## WHAT NEEDS TO BE DONE
Pull each line containing "fulfillment" out of the data and copy it.

## SUPPLIED INFORMATION
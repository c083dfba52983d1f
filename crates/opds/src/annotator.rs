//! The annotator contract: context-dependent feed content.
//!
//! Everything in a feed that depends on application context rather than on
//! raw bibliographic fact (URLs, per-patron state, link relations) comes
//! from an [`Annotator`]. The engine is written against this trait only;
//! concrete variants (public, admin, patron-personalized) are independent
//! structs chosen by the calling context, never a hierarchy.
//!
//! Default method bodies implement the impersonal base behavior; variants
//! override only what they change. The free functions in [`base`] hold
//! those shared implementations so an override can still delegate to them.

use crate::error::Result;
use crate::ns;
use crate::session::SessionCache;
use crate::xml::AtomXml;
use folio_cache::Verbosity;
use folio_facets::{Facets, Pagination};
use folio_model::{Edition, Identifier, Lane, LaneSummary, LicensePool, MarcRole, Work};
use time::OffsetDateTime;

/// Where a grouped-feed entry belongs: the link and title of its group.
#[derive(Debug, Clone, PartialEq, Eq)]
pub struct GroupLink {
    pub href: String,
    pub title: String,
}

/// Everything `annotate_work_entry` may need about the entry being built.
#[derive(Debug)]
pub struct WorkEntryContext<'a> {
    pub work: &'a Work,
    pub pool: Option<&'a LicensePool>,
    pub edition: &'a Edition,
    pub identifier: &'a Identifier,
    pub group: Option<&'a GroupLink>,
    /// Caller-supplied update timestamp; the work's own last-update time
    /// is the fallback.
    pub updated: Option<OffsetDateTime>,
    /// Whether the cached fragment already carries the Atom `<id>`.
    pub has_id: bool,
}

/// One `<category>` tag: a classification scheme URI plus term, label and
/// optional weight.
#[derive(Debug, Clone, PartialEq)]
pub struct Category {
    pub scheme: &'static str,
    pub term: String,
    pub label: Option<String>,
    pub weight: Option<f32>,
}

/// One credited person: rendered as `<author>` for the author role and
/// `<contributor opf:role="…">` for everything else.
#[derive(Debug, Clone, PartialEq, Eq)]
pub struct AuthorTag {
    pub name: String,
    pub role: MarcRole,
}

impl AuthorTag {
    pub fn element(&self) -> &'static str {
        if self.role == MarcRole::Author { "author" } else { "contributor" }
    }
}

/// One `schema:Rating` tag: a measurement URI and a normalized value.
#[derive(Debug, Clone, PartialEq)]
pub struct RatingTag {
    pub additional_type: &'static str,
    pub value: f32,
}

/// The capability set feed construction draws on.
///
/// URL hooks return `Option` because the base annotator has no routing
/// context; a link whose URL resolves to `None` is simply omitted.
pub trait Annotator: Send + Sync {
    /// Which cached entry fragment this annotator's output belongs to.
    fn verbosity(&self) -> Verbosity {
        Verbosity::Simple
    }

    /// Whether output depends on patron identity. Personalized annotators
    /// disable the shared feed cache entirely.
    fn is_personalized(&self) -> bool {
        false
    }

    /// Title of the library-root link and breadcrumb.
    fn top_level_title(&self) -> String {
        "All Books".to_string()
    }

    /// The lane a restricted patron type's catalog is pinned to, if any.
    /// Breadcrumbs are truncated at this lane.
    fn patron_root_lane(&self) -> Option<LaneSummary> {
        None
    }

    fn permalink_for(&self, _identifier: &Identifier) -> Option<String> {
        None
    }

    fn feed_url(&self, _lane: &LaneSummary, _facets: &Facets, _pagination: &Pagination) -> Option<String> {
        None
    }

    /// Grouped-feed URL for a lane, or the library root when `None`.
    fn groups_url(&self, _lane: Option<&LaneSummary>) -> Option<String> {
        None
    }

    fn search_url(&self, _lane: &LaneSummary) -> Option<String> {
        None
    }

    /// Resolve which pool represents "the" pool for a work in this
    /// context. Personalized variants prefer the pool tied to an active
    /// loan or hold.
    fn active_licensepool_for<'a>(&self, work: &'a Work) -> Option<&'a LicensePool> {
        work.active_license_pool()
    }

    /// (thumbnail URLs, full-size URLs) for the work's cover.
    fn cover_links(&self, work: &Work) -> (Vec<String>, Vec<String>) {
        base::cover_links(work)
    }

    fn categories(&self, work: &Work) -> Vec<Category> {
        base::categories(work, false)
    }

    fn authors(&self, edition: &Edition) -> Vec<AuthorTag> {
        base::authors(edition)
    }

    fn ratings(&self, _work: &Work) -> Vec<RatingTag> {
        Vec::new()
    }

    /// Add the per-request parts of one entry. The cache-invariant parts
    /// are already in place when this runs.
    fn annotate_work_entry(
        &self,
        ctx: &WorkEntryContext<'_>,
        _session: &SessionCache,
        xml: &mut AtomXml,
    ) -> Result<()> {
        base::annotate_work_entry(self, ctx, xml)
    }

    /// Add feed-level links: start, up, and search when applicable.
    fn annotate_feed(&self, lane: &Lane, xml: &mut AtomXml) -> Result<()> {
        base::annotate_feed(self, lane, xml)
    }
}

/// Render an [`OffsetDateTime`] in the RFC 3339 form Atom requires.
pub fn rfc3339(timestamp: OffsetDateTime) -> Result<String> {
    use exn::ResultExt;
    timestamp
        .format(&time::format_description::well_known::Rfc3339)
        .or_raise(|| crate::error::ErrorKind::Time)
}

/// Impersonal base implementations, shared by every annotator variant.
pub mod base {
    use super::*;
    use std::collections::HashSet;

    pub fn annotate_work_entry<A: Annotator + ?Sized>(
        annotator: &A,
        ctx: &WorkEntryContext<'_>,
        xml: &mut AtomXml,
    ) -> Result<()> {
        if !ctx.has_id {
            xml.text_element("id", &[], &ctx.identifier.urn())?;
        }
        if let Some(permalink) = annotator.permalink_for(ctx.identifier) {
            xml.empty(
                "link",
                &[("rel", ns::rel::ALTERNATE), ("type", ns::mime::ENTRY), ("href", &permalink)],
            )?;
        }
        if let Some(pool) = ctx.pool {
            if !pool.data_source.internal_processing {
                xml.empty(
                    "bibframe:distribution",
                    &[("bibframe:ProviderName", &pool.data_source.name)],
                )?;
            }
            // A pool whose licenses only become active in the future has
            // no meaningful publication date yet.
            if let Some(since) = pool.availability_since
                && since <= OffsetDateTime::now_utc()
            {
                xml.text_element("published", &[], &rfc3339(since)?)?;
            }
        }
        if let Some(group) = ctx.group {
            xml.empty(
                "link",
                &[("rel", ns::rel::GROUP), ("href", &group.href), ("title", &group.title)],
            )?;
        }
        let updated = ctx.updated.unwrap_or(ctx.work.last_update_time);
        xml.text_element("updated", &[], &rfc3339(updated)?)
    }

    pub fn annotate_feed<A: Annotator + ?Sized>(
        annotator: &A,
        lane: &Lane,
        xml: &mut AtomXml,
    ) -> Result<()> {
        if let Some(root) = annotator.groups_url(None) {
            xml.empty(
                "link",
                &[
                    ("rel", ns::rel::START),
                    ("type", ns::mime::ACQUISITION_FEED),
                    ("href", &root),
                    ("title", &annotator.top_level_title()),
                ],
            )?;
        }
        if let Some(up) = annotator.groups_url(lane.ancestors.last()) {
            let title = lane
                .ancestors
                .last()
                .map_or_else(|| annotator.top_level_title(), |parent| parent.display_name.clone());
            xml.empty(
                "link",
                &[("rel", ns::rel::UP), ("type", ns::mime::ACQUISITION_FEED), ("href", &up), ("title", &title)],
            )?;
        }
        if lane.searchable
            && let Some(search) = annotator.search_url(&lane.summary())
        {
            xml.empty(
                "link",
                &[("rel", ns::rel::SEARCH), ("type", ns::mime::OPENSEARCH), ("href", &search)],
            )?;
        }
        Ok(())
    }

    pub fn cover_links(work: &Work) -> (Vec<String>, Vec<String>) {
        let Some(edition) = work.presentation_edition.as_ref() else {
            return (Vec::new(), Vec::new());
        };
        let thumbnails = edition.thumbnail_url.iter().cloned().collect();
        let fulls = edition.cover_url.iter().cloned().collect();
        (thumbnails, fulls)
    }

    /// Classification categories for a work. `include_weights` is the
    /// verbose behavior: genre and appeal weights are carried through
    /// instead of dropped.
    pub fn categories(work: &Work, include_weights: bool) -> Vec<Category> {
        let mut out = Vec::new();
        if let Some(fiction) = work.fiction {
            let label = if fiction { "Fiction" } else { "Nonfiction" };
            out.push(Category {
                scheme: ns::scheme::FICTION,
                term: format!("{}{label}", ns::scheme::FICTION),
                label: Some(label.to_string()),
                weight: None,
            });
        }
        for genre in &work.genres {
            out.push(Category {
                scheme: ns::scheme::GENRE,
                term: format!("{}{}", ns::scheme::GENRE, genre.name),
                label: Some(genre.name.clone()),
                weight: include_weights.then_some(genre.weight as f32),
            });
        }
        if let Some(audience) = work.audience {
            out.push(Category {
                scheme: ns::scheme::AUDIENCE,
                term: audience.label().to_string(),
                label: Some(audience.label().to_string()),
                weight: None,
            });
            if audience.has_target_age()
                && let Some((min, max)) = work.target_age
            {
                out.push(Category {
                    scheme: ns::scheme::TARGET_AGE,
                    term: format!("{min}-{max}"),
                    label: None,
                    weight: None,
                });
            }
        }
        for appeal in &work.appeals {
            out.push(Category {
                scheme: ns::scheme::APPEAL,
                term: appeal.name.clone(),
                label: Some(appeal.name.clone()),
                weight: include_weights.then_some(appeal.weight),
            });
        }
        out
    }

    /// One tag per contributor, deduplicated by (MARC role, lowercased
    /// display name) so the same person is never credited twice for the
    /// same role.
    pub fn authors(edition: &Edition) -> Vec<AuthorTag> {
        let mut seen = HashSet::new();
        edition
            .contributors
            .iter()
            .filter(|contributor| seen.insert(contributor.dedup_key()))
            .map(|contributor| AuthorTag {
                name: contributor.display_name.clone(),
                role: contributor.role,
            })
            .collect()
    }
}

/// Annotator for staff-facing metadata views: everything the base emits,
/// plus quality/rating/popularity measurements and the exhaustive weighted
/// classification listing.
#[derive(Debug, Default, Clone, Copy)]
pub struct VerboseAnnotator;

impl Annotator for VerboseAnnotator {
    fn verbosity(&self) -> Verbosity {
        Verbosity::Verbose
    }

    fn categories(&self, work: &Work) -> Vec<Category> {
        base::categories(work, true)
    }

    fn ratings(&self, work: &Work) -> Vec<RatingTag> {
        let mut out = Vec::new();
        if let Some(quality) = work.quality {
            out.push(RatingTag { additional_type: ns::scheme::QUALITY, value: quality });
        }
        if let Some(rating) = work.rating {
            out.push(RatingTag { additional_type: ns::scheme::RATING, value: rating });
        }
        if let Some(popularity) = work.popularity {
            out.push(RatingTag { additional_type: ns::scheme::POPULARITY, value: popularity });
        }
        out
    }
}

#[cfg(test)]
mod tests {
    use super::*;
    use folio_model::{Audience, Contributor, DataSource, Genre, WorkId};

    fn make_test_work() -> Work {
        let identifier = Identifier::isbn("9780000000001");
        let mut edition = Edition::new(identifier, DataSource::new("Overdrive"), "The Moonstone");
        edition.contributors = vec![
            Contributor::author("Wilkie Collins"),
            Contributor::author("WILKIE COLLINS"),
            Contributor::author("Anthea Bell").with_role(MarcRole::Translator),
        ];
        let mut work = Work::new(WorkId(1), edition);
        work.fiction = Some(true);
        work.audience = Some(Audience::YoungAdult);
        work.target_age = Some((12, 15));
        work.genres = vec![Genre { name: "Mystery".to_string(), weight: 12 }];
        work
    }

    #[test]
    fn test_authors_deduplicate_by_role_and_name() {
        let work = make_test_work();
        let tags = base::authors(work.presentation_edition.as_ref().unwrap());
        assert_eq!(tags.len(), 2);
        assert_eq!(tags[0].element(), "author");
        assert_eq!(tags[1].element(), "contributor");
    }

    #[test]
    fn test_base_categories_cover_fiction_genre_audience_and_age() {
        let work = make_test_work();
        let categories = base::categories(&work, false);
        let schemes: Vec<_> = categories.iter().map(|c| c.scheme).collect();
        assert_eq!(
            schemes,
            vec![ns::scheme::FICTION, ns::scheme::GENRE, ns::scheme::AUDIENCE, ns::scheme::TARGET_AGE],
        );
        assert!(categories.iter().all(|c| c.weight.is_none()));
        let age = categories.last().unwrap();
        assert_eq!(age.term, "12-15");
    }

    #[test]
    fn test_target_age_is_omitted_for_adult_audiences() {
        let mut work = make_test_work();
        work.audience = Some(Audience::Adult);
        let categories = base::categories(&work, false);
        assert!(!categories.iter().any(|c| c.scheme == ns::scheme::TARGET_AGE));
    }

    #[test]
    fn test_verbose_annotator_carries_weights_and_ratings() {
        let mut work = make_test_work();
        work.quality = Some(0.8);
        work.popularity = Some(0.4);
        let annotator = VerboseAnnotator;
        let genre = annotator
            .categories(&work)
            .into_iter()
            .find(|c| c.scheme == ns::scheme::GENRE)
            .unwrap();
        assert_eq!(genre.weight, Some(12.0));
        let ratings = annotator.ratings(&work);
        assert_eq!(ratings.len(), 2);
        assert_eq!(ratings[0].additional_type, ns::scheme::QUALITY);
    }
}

...

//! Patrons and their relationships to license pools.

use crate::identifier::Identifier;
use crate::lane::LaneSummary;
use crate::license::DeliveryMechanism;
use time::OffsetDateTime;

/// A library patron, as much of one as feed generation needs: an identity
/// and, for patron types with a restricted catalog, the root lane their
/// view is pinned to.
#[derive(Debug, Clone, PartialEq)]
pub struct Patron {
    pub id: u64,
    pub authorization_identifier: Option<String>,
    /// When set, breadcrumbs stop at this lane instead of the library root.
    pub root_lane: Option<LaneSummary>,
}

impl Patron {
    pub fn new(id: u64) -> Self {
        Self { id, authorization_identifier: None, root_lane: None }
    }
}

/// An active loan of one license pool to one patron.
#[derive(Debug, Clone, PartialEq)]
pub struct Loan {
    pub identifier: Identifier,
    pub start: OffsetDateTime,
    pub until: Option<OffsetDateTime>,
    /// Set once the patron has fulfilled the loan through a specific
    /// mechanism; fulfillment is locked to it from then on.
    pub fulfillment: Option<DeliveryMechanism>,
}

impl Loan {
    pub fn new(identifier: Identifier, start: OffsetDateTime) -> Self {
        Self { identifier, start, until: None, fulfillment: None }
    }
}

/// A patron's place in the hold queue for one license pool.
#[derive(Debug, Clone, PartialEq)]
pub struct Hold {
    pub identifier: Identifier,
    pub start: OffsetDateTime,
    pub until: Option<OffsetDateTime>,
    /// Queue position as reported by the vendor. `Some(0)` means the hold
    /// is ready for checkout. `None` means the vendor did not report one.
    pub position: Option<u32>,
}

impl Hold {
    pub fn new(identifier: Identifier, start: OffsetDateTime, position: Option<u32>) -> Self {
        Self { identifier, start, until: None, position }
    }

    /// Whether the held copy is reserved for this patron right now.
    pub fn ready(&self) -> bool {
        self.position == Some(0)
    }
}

==

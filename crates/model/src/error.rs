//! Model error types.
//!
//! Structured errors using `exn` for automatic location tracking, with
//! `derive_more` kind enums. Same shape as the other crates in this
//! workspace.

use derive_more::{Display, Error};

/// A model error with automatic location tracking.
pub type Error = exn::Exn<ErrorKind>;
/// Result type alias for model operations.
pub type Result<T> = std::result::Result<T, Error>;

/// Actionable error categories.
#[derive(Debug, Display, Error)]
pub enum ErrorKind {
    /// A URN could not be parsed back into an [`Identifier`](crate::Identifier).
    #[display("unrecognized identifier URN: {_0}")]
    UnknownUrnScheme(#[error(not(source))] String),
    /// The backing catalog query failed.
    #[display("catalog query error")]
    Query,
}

## ANSWER FOR THIS EXERCISE
    /// mechanism; fulfillment is locked to it from then on.
    pub fulfillment: Option<DeliveryMechanism>,
        Self { identifier, start, until: None, fulfillment: None }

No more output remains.